Smooth muscle cells and the pathogenesis of the lesions of atherosclerosis

Abstract

In this review we have tried to identify the characteristic features of SMCs in developing lesions of atherosclerosis and the extracellular factors that may be involved in regulating these altered features. Though the list seems long and complex there is probably a great deal of interplay among the different regulatory mechanisms. The function and activities of SMCs in the artery are dependent on the milieu created by the surrounding cells and the components of the extracellular matrix. In the normal, uninjured media of the artery, SMC phenotype and function seem to be in large part determined by the extracellular matrix in which they are embedded and by diffusible factors, in particular from endothelial cells.

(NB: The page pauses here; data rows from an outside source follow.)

use std::sync::Arc;

use gatestorm_core::{
    BoxFuture, Call, Cookie, CookieJar, Session, Task, TaskResult, TaskSet, VirtualUser,
    attribute_summary, is_same_site_restricted,
};
use tracing::info;

use crate::auth;
use crate::config::GatewayConfig;
use crate::routes;

/// Observes session-cookie handling around login. Logs only; records no checks.
#[derive(Debug)]
pub struct SessionSecurityTester {
    cfg: Arc<GatewayConfig>,
}

/// Cookie value shortened to a prefix plus its length, so logs never carry a full session id.
pub fn fingerprint(value: &str) -> String {
    let prefix: String = value.chars().take(4).collect();
    format!("{prefix}...({} chars)", value.chars().count())
}

fn describe(cookie: &Cookie<'_>) -> String {
    let attributes = attribute_summary(cookie);
    if attributes.is_empty() {
        format!("{}={}", cookie.name(), fingerprint(cookie.value()))
    } else {
        format!(
            "{}={} [{attributes}]",
            cookie.name(),
            fingerprint(cookie.value())
        )
    }
}

fn describe_jar(jar: &CookieJar) -> Vec<String> {
    jar.iter().map(describe).collect()
}

/// Security attributes a session cookie is expected to carry but does not.
/// `SameSite=None` counts as missing.
pub fn missing_attributes(cookie: &Cookie<'_>) -> Vec<&'static str> {
    let mut missing = Vec::new();
    if !cookie.secure().unwrap_or(false) {
        missing.push("Secure");
    }
    if !cookie.http_only().unwrap_or(false) {
        missing.push("HttpOnly");
    }
    if !is_same_site_restricted(cookie) {
        missing.push("SameSite");
    }
    if cookie.path().is_none() {
        missing.push("Path");
    }
    missing
}

/// Names of cookies whose value is identical before and after login.
pub fn surviving_cookies(before: &CookieJar, after: &CookieJar) -> Vec<String> {
    before
        .iter()
        .filter(|c| after.get(c.name()).is_some_and(|a| a.value() == c.value()))
        .map(|c| c.name().to_string())
        .collect()
}

impl SessionSecurityTester {
    pub fn new(cfg: Arc<GatewayConfig>) -> Self {
        Self { cfg }
    }

    async fn login(&self, session: &mut Session) -> bool {
        auth::login(session, &self.cfg.identities.fixed).await
    }

    fn session_regeneration<'a>(
        &'a mut self,
        session: &'a mut Session,
    ) -> BoxFuture<'a, TaskResult> {
        Box::pin(async move {
            session.cookies_mut().clear();
            session
                .send(Call::get(routes::ME).anonymous().manual())
                .await?;
            let before = session.cookies().clone();

            let logged_in = self.login(session).await;
            let after = session.cookies().clone();
            let survived = surviving_cookies(&before, &after);

            info!(
                vu = session.vu_id(),
                logged_in,
                before = ?describe_jar(&before),
                after = ?describe_jar(&after),
                survived = ?survived,
                "session cookies around login"
            );
            if !survived.is_empty() {
                info!(
                    vu = session.vu_id(),
                    cookies = ?survived,
                    "pre-login cookie value survived login"
                );
            }
            Ok(())
        })
    }

    fn secure_attributes<'a>(
        &'a mut self,
        session: &'a mut Session,
    ) -> BoxFuture<'a, TaskResult> {
        Box::pin(async move {
            self.login(session).await;
            session.get(routes::ME).await?;

            for cookie in session.cookies().iter() {
                info!(
                    vu = session.vu_id(),
                    cookie = %describe(cookie),
                    missing = ?missing_attributes(cookie),
                    "cookie attributes"
                );
            }
            if session.cookies().is_empty() {
                info!(vu = session.vu_id(), "no cookies set by the gateway");
            }
            Ok(())
        })
    }
}

impl VirtualUser for SessionSecurityTester {
    fn tasks() -> TaskSet<Self> {
        TaskSet::new([
            Task::new("session_regeneration", 3, Self::session_regeneration),
            Task::new("secure_attributes", 2, Self::secure_attributes),
        ])
    }

    fn on_start<'a>(&'a mut self, session: &'a mut Session) -> BoxFuture<'a, ()> {
        Box::pin(async move {
            session.cookies_mut().clear();
            let logged_in = self.login(session).await;
            info!(
                vu = session.vu_id(),
                logged_in,
                cookies = ?describe_jar(session.cookies()),
                "initial session cookies"
            );
        })
    }
}
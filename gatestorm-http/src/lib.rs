#![forbid(unsafe_code)]

mod client;
mod error;
mod estimate;
mod jar;
mod types;
mod util;

pub use client::HttpClient;
pub use error::{Error, HttpTransportErrorKind, Result};
pub use estimate::estimate_http_request_bytes;
pub use jar::{CookieJar, attribute_summary, is_same_site_restricted, parse_set_cookie};
pub use types::{HttpRequest, HttpResponse};

pub use cookie::{Cookie, SameSite};
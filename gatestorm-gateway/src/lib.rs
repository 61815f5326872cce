//! Virtual-user archetypes for load and security probing of an HTTP API gateway.
//!
//! `ApiGatewayUser` produces realistic authenticated traffic. The four testers probe token
//! validation, token revocation, session-cookie handling and rate limiting, and record
//! their verdicts as named checks.

pub mod archetypes;
pub mod auth;
pub mod config;
pub mod directory;
mod error;
pub mod messages;
pub mod routes;

pub use archetypes::{Archetype, build_scenarios};
pub use config::{GatewayConfig, Login, WaitRange, YamlDuration};
pub use directory::{DirectoryEntry, UserDirectory, discover};
pub use error::{Error, Result};
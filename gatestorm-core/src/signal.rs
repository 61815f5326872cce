use std::sync::atomic::{AtomicBool, Ordering};
use tokio::sync::Notify;

/// One-shot broadcast flag. Used for the synchronized start and for the global stop.
#[derive(Debug, Default)]
pub struct Signal {
    fired: AtomicBool,
    notify: Notify,
}

impl Signal {
    pub fn new() -> Self {
        Self::default()
    }

    pub fn fire(&self) {
        self.fired.store(true, Ordering::Release);
        self.notify.notify_waiters();
    }

    pub fn is_fired(&self) -> bool {
        self.fired.load(Ordering::Acquire)
    }

    pub async fn wait(&self) {
        loop {
            let notified = self.notify.notified();
            tokio::pin!(notified);
            // Register before checking the flag so a concurrent `fire` cannot be missed.
            notified.as_mut().enable();
            if self.is_fired() {
                return;
            }
            notified.await;
        }
    }
}

#[cfg(test)]
mod tests {
    use super::*;
    use std::sync::Arc;
    use std::time::Duration;

    #[tokio::test]
    async fn wait_returns_after_fire() {
        let signal = Arc::new(Signal::new());
        let waiter = {
            let signal = signal.clone();
            tokio::spawn(async move { signal.wait().await })
        };

        tokio::time::sleep(Duration::from_millis(10)).await;
        assert!(!waiter.is_finished());

        signal.fire();
        let joined = tokio::time::timeout(Duration::from_secs(1), waiter).await;
        assert!(matches!(joined, Ok(Ok(()))));
    }

    #[tokio::test]
    async fn wait_on_fired_signal_is_immediate() {
        let signal = Signal::new();
        signal.fire();
        assert!(signal.is_fired());
        let res = tokio::time::timeout(Duration::from_millis(100), signal.wait()).await;
        assert!(res.is_ok());
    }
}
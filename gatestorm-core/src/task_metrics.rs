use std::sync::Arc;

use gatestorm_metrics::{MetricHandle, MetricId, MetricKind, Registry, TagSet};
use strum::{Display, EnumString, IntoStaticStr};

#[derive(Debug, Clone, Copy, PartialEq, Eq, Hash, Display, EnumString, IntoStaticStr)]
#[strum(serialize_all = "snake_case")]
pub enum TaskOutcome {
    Ok,
    Error,
    Skipped,
}

#[derive(Debug, Clone, Copy)]
pub struct TaskMetricIds {
    pub tasks_total: MetricId,
    /// Task duration in microseconds.
    pub task_duration_us: MetricId,
    pub checks: MetricId,
    pub vus_active: MetricId,
    pub vus_active_max: MetricId,
}

impl TaskMetricIds {
    pub fn register(metrics: &Registry) -> Self {
        Self {
            tasks_total: metrics.register("tasks_total", MetricKind::Counter),
            task_duration_us: metrics.register("task_duration_us", MetricKind::Histogram),
            checks: metrics.register("checks", MetricKind::Counter),
            vus_active: metrics.register("vus_active", MetricKind::Gauge),
            vus_active_max: metrics.register("vus_active_max", MetricKind::Gauge),
        }
    }

    pub fn record_task(
        &self,
        metrics: &Registry,
        scenario: &str,
        task: &str,
        outcome: TaskOutcome,
        duration: std::time::Duration,
    ) {
        let status: &'static str = outcome.into();
        let tags = metrics.resolve_tags(&[
            ("scenario", scenario),
            ("task", task),
            ("status", status),
        ]);
        if let Some(h) = metrics.handle(self.tasks_total, tags) {
            h.increment(1);
        }

        let duration_us: u64 = duration.as_micros().try_into().unwrap_or(u64::MAX);
        let tags = metrics.resolve_tags(&[("scenario", scenario), ("task", task)]);
        if let Some(h) = metrics.handle(self.task_duration_us, tags) {
            h.observe(duration_us);
        }
    }

    pub fn record_check(&self, metrics: &Registry, scenario: &str, name: &str, passed: bool) {
        let status = if passed { "pass" } else { "fail" };
        let tags = metrics.resolve_tags(&[("scenario", scenario), ("name", name), ("status", status)]);
        if let Some(h) = metrics.handle(self.checks, tags) {
            h.increment(1);
        }
    }

    pub fn enter_active_vu(&self, metrics: &Arc<Registry>, scenario: &str) -> ActiveVuGuard {
        let tags = metrics.resolve_tags(&[("scenario", scenario)]);
        let active = metrics.handle(self.vus_active, tags.clone());

        if let Some(active) = &active {
            let now = active.add_gauge(1);
            // Keep the peak so the summary does not report zero once every VU has exited.
            if let Some(peak) = metrics.handle(self.vus_active_max, tags) {
                peak.max_gauge(now);
            }
        }

        ActiveVuGuard { active }
    }
}

pub struct ActiveVuGuard {
    active: Option<MetricHandle>,
}

impl Drop for ActiveVuGuard {
    fn drop(&mut self) {
        if let Some(active) = &self.active {
            active.add_gauge(-1);
        }
    }
}

/// Tags for scenario-scoped lookups.
pub(crate) fn scenario_tags(metrics: &Registry, scenario: &str) -> TagSet {
    metrics.resolve_tags(&[("scenario", scenario)])
}

#[cfg(test)]
mod tests {
    use super::*;
    use std::time::Duration;

    #[test]
    fn active_vu_guard_tracks_peak() {
        let metrics = Arc::new(Registry::default());
        let ids = TaskMetricIds::register(&metrics);

        let a = ids.enter_active_vu(&metrics, "s");
        let b = ids.enter_active_vu(&metrics, "s");
        drop(a);
        drop(b);

        let tags = scenario_tags(&metrics, "s");
        let active = metrics
            .handle(ids.vus_active, tags.clone())
            .map(|h| h.gauge());
        let peak = metrics.handle(ids.vus_active_max, tags).map(|h| h.gauge());
        assert_eq!(active, Some(0));
        assert_eq!(peak, Some(2));
    }

    #[test]
    fn task_outcomes_are_tagged() {
        let metrics = Registry::default();
        let ids = TaskMetricIds::register(&metrics);

        ids.record_task(&metrics, "s", "a", TaskOutcome::Ok, Duration::from_millis(1));
        ids.record_task(&metrics, "s", "a", TaskOutcome::Error, Duration::from_millis(1));
        ids.record_task(&metrics, "s", "b", TaskOutcome::Skipped, Duration::ZERO);

        let status = metrics.resolve_key("status");
        let skipped = metrics.resolve_key("skipped");
        assert_eq!(metrics.query(ids.tasks_total).sum_counter_total(), 3);
        assert_eq!(
            metrics
                .query(ids.tasks_total)
                .where_eq(status, skipped)
                .sum_counter_total(),
            1
        );
    }

    #[test]
    fn checks_count_pass_and_fail() {
        let metrics = Registry::default();
        let ids = TaskMetricIds::register(&metrics);

        ids.record_check(&metrics, "s", "c", true);
        ids.record_check(&metrics, "s", "c", false);
        ids.record_check(&metrics, "s", "c", false);

        let status = metrics.resolve_key("status");
        let fail = metrics.resolve_key("fail");
        assert_eq!(
            metrics
                .query(ids.checks)
                .where_eq(status, fail)
                .sum_counter_total(),
            2
        );
    }
}
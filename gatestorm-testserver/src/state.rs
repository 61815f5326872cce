use std::collections::{HashMap, HashSet};
use std::sync::atomic::{AtomicU64, Ordering};
use std::sync::{Arc, Mutex, MutexGuard, PoisonError};

use serde::Serialize;

use crate::TestServerOptions;

#[derive(Debug, Clone, Serialize, PartialEq, Eq)]
pub struct UserRecord {
    pub id: String,
    pub email: String,
    #[serde(skip)]
    pub password: String,
    #[serde(skip)]
    pub admin: bool,
}

#[derive(Debug, Clone, PartialEq, Eq)]
pub struct SentMessage {
    pub sender_id: String,
    pub recipient_id: String,
    pub content: String,
}

#[derive(Debug, Clone, Default)]
pub struct TestServerStats {
    requests_total: Arc<AtomicU64>,
    logins_ok: Arc<AtomicU64>,
    logins_failed: Arc<AtomicU64>,
    logins_rate_limited: Arc<AtomicU64>,
    logouts: Arc<AtomicU64>,
    unauthorized: Arc<AtomicU64>,
    public_requests: Arc<AtomicU64>,
    public_rate_limited: Arc<AtomicU64>,
    messages: Arc<Mutex<Vec<SentMessage>>>,
}

fn lock<T>(m: &Mutex<T>) -> MutexGuard<'_, T> {
    m.lock().unwrap_or_else(PoisonError::into_inner)
}

impl TestServerStats {
    pub(crate) fn inc_requests_total(&self) {
        self.requests_total.fetch_add(1, Ordering::Relaxed);
    }

    pub(crate) fn inc_logins_ok(&self) {
        self.logins_ok.fetch_add(1, Ordering::Relaxed);
    }

    /// Returns the number of failed logins including this one.
    pub(crate) fn inc_logins_failed(&self) -> u64 {
        self.logins_failed.fetch_add(1, Ordering::Relaxed) + 1
    }

    pub(crate) fn inc_logins_rate_limited(&self) {
        self.logins_rate_limited.fetch_add(1, Ordering::Relaxed);
    }

    pub(crate) fn inc_logouts(&self) {
        self.logouts.fetch_add(1, Ordering::Relaxed);
    }

    pub(crate) fn inc_unauthorized(&self) {
        self.unauthorized.fetch_add(1, Ordering::Relaxed);
    }

    /// Returns the number of public requests including this one.
    pub(crate) fn inc_public_requests(&self) -> u64 {
        self.public_requests.fetch_add(1, Ordering::Relaxed) + 1
    }

    pub(crate) fn inc_public_rate_limited(&self) {
        self.public_rate_limited.fetch_add(1, Ordering::Relaxed);
    }

    pub(crate) fn push_message(&self, message: SentMessage) {
        lock(&self.messages).push(message);
    }

    pub fn requests_total(&self) -> u64 {
        self.requests_total.load(Ordering::Relaxed)
    }

    pub fn logins_ok(&self) -> u64 {
        self.logins_ok.load(Ordering::Relaxed)
    }

    pub fn logins_failed(&self) -> u64 {
        self.logins_failed.load(Ordering::Relaxed)
    }

    pub fn logins_rate_limited(&self) -> u64 {
        self.logins_rate_limited.load(Ordering::Relaxed)
    }

    pub fn logouts(&self) -> u64 {
        self.logouts.load(Ordering::Relaxed)
    }

    pub fn unauthorized(&self) -> u64 {
        self.unauthorized.load(Ordering::Relaxed)
    }

    pub fn public_requests(&self) -> u64 {
        self.public_requests.load(Ordering::Relaxed)
    }

    pub fn public_rate_limited(&self) -> u64 {
        self.public_rate_limited.load(Ordering::Relaxed)
    }

    pub fn messages(&self) -> Vec<SentMessage> {
        lock(&self.messages).clone()
    }
}

#[derive(Debug, Default)]
struct Tokens {
    active: HashMap<String, String>,
    revoked: HashSet<String>,
}

/// In-memory user store and token table shared by all handlers.
#[derive(Debug, Clone)]
pub(crate) struct AppState {
    pub(crate) options: Arc<TestServerOptions>,
    pub(crate) stats: TestServerStats,
    users: Arc<Vec<UserRecord>>,
    tokens: Arc<Mutex<Tokens>>,
}

impl AppState {
    pub(crate) fn new(options: TestServerOptions, stats: TestServerStats) -> Self {
        let mut users: Vec<UserRecord> = (1..=options.users)
            .map(|i| UserRecord {
                id: uuid::Uuid::new_v4().to_string(),
                email: format!("user{i}@example.com"),
                password: options.password.clone(),
                admin: false,
            })
            .collect();
        users.push(UserRecord {
            id: uuid::Uuid::new_v4().to_string(),
            email: options.admin_email.clone(),
            password: options.admin_password.clone(),
            admin: true,
        });

        Self {
            options: Arc::new(options),
            stats,
            users: Arc::new(users),
            tokens: Arc::new(Mutex::new(Tokens::default())),
        }
    }

    pub(crate) fn users(&self) -> &[UserRecord] {
        &self.users
    }

    pub(crate) fn user_by_email(&self, email: &str) -> Option<&UserRecord> {
        self.users.iter().find(|u| u.email == email)
    }

    pub(crate) fn user_by_id(&self, id: &str) -> Option<&UserRecord> {
        self.users.iter().find(|u| u.id == id)
    }

    pub(crate) fn issue_token(&self, user: &UserRecord) -> String {
        let token = uuid::Uuid::new_v4().simple().to_string();
        lock(&self.tokens)
            .active
            .insert(token.clone(), user.id.clone());
        token
    }

    /// The user behind `token`, unless the token is unknown or revoked.
    pub(crate) fn authenticate(&self, token: &str) -> Option<&UserRecord> {
        let user_id = {
            let tokens = lock(&self.tokens);
            if tokens.revoked.contains(token) {
                return None;
            }
            tokens.active.get(token).cloned()
        };
        match user_id {
            Some(id) => self.user_by_id(&id),
            None if self.options.accept_any_token => self.users.first(),
            None => None,
        }
    }

    /// Returns false for unknown tokens. Without revocation enforcement the token stays active.
    pub(crate) fn revoke(&self, token: &str) -> bool {
        let mut tokens = lock(&self.tokens);
        if !self.options.enforce_revocation {
            return tokens.active.contains_key(token);
        }
        if tokens.active.remove(token).is_some() {
            tokens.revoked.insert(token.to_string());
            true
        } else {
            false
        }
    }
}
use crate::exit_codes::ExitCode;

#[derive(Debug)]
pub enum RunError {
    InvalidInput(anyhow::Error),
    RuntimeError(anyhow::Error),
}

impl RunError {
    #[must_use]
    pub fn exit_code(&self) -> ExitCode {
        match self {
            Self::InvalidInput(_) => ExitCode::InvalidInput,
            Self::RuntimeError(_) => ExitCode::RuntimeError,
        }
    }

    #[must_use]
    pub fn anyhow(&self) -> &anyhow::Error {
        match self {
            Self::InvalidInput(e) | Self::RuntimeError(e) => e,
        }
    }
}

impl std::fmt::Display for RunError {
    fn fmt(&self, f: &mut std::fmt::Formatter<'_>) -> std::fmt::Result {
        write!(f, "{:#}", self.anyhow())
    }
}

impl std::error::Error for RunError {
    fn source(&self) -> Option<&(dyn std::error::Error + 'static)> {
        Some(self.anyhow().as_ref())
    }
}
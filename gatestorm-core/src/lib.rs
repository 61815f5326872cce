//! Minimal load-generation engine: scenarios of virtual users drawing weighted tasks,
//! per-request and per-check metrics, and an end-of-run summary.

mod aggregate;
mod config;
mod credential;
mod error;
mod gate;
mod request_metrics;
mod run;
mod scenario;
mod session;
mod signal;
mod summary;
mod task;
mod task_metrics;
mod user;

pub use config::{RunConfig, ScenarioConfig, ScenarioOptions, WaitTime};
pub use credential::Credential;
pub use error::{Error, Result, TaskError, TaskResult};
pub use gate::IterationGate;
pub use request_metrics::{RequestMetricIds, RequestSample};
pub use run::{RunContext, run_scenarios};
pub use scenario::{VuContext, VuSpawner, scenario_for, spawner_for};
pub use session::{Auth, Call, Judgment, Session};
pub use signal::Signal;
pub use summary::{CheckSummary, EndpointSummary, RunSummary, ScenarioSummary, TaskSummary};
pub use task::{Task, TaskFn, TaskSet};
pub use task_metrics::{ActiveVuGuard, TaskMetricIds, TaskOutcome};
pub use user::VirtualUser;

pub use futures::future::BoxFuture;
pub use gatestorm_http::{
    Cookie, CookieJar, HttpClient, HttpResponse, SameSite, attribute_summary,
    is_same_site_restricted, parse_set_cookie,
};
pub use gatestorm_metrics::HistogramSummary;
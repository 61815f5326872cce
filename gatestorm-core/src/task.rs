use futures::future::BoxFuture;

use crate::error::TaskResult;
use crate::session::Session;

/// Body of a task: borrows the user state and the session for the duration of one invocation.
pub type TaskFn<U> = for<'a> fn(&'a mut U, &'a mut Session) -> BoxFuture<'a, TaskResult>;

pub struct Task<U> {
    pub name: &'static str,
    pub weight: u32,
    pub run: TaskFn<U>,
}

impl<U> Task<U> {
    pub const fn new(name: &'static str, weight: u32, run: TaskFn<U>) -> Self {
        Self { name, weight, run }
    }
}

impl<U> Clone for Task<U> {
    fn clone(&self) -> Self {
        *self
    }
}

impl<U> Copy for Task<U> {}

impl<U> std::fmt::Debug for Task<U> {
    fn fmt(&self, f: &mut std::fmt::Formatter<'_>) -> std::fmt::Result {
        f.debug_struct("Task")
            .field("name", &self.name)
            .field("weight", &self.weight)
            .finish_non_exhaustive()
    }
}

/// Weighted task table of an archetype. Selection probability is `weight / total_weight`.
pub struct TaskSet<U> {
    tasks: Vec<Task<U>>,
}

impl<U> TaskSet<U> {
    pub fn new(tasks: impl IntoIterator<Item = Task<U>>) -> Self {
        Self {
            tasks: tasks.into_iter().collect(),
        }
    }

    pub fn total_weight(&self) -> u64 {
        self.tasks.iter().map(|t| u64::from(t.weight)).sum()
    }

    pub fn is_empty(&self) -> bool {
        self.total_weight() == 0
    }

    pub fn iter(&self) -> impl Iterator<Item = &Task<U>> {
        self.tasks.iter()
    }

    pub fn names(&self) -> Vec<&'static str> {
        self.tasks.iter().map(|t| t.name).collect()
    }

    pub fn pick(&self, rng: &mut fastrand::Rng) -> Option<&Task<U>> {
        let total = self.total_weight();
        if total == 0 {
            return None;
        }

        let mut roll = rng.u64(0..total);
        for task in &self.tasks {
            let w = u64::from(task.weight);
            if roll < w {
                return Some(task);
            }
            roll -= w;
        }
        None
    }
}

impl<U> std::fmt::Debug for TaskSet<U> {
    fn fmt(&self, f: &mut std::fmt::Formatter<'_>) -> std::fmt::Result {
        f.debug_list().entries(self.tasks.iter()).finish()
    }
}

Endothelial cell injury, infiltration of monocytes and lymphocytes, and ultimately, thrombosis and platelet release, as seen in developing lesions of atherosclerosis, dramatically alter the balance of growth-regulatory and vasoactive factors present in the local environment. These extracellular factors (table and figure) can alter both SMC phenotype, and thus responsiveness, and SMC migration, proliferation, and synthesis of the extracellular matrix. A better understanding of how specific factors mediate these responses, should make it possible to determine the ways in which the SMC response can be modulated. Though growth regulatory molecules seem to be key to this process, the challenge for the future is to understand their regulation in the environment of the artery wall and the interplay between growth-regulatory molecules, extracellular matrix, and vasoactive agents.